Contact Your Elected Reps to Improve Medicare Access to Audiologists

As a result of joint advocacy by ASHA, the American Academy of Audiology (AAA), and the Academy of Doctors of Audiology (ADA), a new Senate bill aims to improve access to audiologists for Medicare beneficiaries. U.S. Sens. Elizabeth Warren (D-MA) and Rand Paul (R-KY) introduced the Medicare Audiologist Access and Services Act of 2019 (S. 2446)  earlier this week, following the introduction of identical House legislation (H.R. 4056) in July. What do these bills aim to achieve? On the patient side, the legislation would remove unnecessary barriers to  patients’ receipt of appropriate, timely, and cost-effective audiologic care. Currently, Medicare requires a physician order for patients to see an audiologist—and covers only diagnostic services provided by the audiologist, without allowing for follow-up treatment or a plan of care.
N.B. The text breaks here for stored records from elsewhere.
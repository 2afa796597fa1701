//! Constant and Copy Propagation
//!
//! Forward worklist fixpoint over the CFG. The fact at each point maps a
//! local to the literal it holds or to another local it is a copy of. A
//! binding survives a join only if every visited predecessor agrees on it.
//! Nodes not reached yet hold no fact at all (top) and are skipped by the
//! meet.

use super::access::{stmt_accesses, Access};
use super::cfg::{Cfg, NodeId};
use super::liveness::is_self_copy;
use crate::error::CompileResult;
use crate::ir::{ExprKind, Function, Literal, StmtKind, VarId, Variable};
use rustc_hash::{FxHashMap, FxHashSet};
use std::collections::VecDeque;

/// Upper bound on analyse-and-rewrite rounds per function
const MAX_ROUNDS: usize = 32;

/// What is known about a local at a program point
#[derive(Debug, Clone, PartialEq)]
pub enum Binding {
    Const(Literal),
    Copy(VarId),
}

/// Knowledge at one program point
pub type State = FxHashMap<VarId, Binding>;

/// Counts of reads rewritten
#[derive(Debug, Clone, Copy, Default, PartialEq, Eq)]
pub struct PropagationCounts {
    pub constants: usize,
    pub copies: usize,
    /// `x := x` statements dropped after rewriting
    pub self_copies: usize,
}

impl PropagationCounts {
    pub fn total(&self) -> usize {
        self.constants + self.copies + self.self_copies
    }
}

/// Result of the forward analysis: the fact on entry to each node
#[derive(Debug, Clone)]
pub struct Propagation {
    pub state_in: Vec<Option<State>>,
}

impl Propagation {
    /// Run the analysis to its fixpoint
    pub fn compute(vars: &[Variable], func: &Function, cfg: &Cfg) -> Self {
        let tracked: FxHashSet<VarId> = func
            .params
            .iter()
            .chain(func.locals.iter())
            .copied()
            .collect();
        let n = cfg.len();
        let mut state_in: Vec<Option<State>> = vec![None; n];
        let mut state_out: Vec<Option<State>> = vec![None; n];
        let mut queued = vec![true; n];
        let mut worklist: VecDeque<NodeId> = (0..n).collect();

        while let Some(node) = worklist.pop_front() {
            queued[node] = false;

            let mut incoming: Option<State> = if node == Cfg::ENTRY {
                Some(State::default())
            } else {
                None
            };
            for p in cfg.preds(node) {
                if let Some(out) = &state_out[*p] {
                    incoming = Some(match incoming {
                        None => out.clone(),
                        Some(acc) => meet(&acc, out),
                    });
                }
            }
            let Some(incoming) = incoming else { continue };

            let out = transfer(vars, func, cfg, node, &tracked, incoming.clone());
            state_in[node] = Some(incoming);
            if state_out[node].as_ref() != Some(&out) {
                state_out[node] = Some(out);
                for s in cfg.succs(node) {
                    if !queued[*s] {
                        queued[*s] = true;
                        worklist.push_back(*s);
                    }
                }
            }
        }
        Self { state_in }
    }
}

/// Bindings present and equal in both states
fn meet(a: &State, b: &State) -> State {
    a.iter()
        .filter(|(v, binding)| b.get(v) == Some(binding))
        .map(|(v, binding)| (*v, binding.clone()))
        .collect()
}

/// Forget `var` and every copy of it
fn kill(state: &mut State, var: VarId) {
    state.remove(&var);
    state.retain(|_, binding| *binding != Binding::Copy(var));
}

fn transfer(
    vars: &[Variable],
    func: &Function,
    cfg: &Cfg,
    node: NodeId,
    tracked: &FxHashSet<VarId>,
    mut state: State,
) -> State {
    let Some(stmt) = cfg.stmt(node) else {
        return state;
    };
    for access in stmt_accesses(&func.body, stmt) {
        match access {
            Access::Def(var) | Access::MayDef(var) => kill(&mut state, var),
            Access::Read { .. } => {}
        }
    }
    if let StmtKind::Assign { target, value } = func.body.stmt(stmt).kind {
        if tracked.contains(&target) {
            let value_expr = func.body.expr(value);
            let target_ty = &vars[target.index()].ty;
            match &value_expr.kind {
                ExprKind::Literal(lit) if value_expr.ty == *target_ty => {
                    state.insert(target, Binding::Const(lit.clone()));
                }
                ExprKind::VarRead(source)
                    if *source != target
                        && tracked.contains(source)
                        && vars[source.index()].ty == *target_ty =>
                {
                    state.insert(target, Binding::Copy(*source));
                }
                _ => {}
            }
        }
    }
    state
}

/// Follow a copy chain to a literal or to the oldest equal local
fn resolve(state: &State, var: VarId) -> Option<Binding> {
    let mut current = var;
    let mut seen = FxHashSet::default();
    seen.insert(var);
    loop {
        match state.get(&current) {
            Some(Binding::Const(lit)) => return Some(Binding::Const(lit.clone())),
            Some(Binding::Copy(source)) if seen.insert(*source) => current = *source,
            _ => break,
        }
    }
    (current != var).then_some(Binding::Copy(current))
}

/// Constant and copy propagator
pub struct ConstantPropagator;

impl ConstantPropagator {
    /// Create a new propagator
    pub fn new() -> Self {
        Self
    }

    /// Rewrite local reads with known values until nothing changes
    pub fn propagate(&self, vars: &[Variable], func: &mut Function) -> CompileResult<PropagationCounts> {
        let mut counts = PropagationCounts::default();
        for _ in 0..MAX_ROUNDS {
            let round = self.propagate_once(vars, func)?;
            if round.total() == 0 {
                break;
            }
            counts.constants += round.constants;
            counts.copies += round.copies;
            counts.self_copies += round.self_copies;
        }
        if counts.total() > 0 {
            log::debug!(
                "propagated {} constants and {} copies in {}",
                counts.constants,
                counts.copies,
                func.name
            );
        }
        Ok(counts)
    }

    fn propagate_once(&self, vars: &[Variable], func: &mut Function) -> CompileResult<PropagationCounts> {
        let cfg = Cfg::build(&func.body)?;
        let analysis = Propagation::compute(vars, func, &cfg);
        let mut counts = PropagationCounts::default();

        for node in 0..cfg.len() {
            let (Some(stmt), Some(state)) = (cfg.stmt(node), &analysis.state_in[node]) else {
                continue;
            };
            let mut state = state.clone();
            for access in stmt_accesses(&func.body, stmt) {
                match access {
                    Access::Read { var, expr } => match resolve(&state, var) {
                        Some(Binding::Const(lit)) => {
                            let ty = func.body.expr(expr).ty.clone();
                            func.body.replace_expr(expr, ExprKind::Literal(lit), ty);
                            counts.constants += 1;
                        }
                        Some(Binding::Copy(source)) => {
                            let ty = func.body.expr(expr).ty.clone();
                            func.body.replace_expr(expr, ExprKind::VarRead(source), ty);
                            counts.copies += 1;
                        }
                        None => {}
                    },
                    Access::Def(var) | Access::MayDef(var) => kill(&mut state, var),
                }
            }
        }

        for stmt in func.body.walk_stmts() {
            if is_self_copy(&func.body, &func.body.stmt(stmt).kind) {
                func.body.remove_stmt(stmt);
                counts.self_copies += 1;
            }
        }
        Ok(counts)
    }
}

impl Default for ConstantPropagator {
    fn default() -> Self {
        Self::new()
    }
}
This legislation can improve outcomes for beneficiaries by allowing direct access to audiologic services and streamlining Medicare coverage policies so that audiologists can provide the full range of Medicare-covered diagnostic and treatment services that correspond to their scope of practice. This legislation would also align patient access to audiology services under Medicare with patient access to audiology services outside of Medicare. For audiologists, this legislation would reclassify the profession as practitioners, a category consistent with the way Medicare recognizes other nonphysician providers, such as clinical psychologists, clinica...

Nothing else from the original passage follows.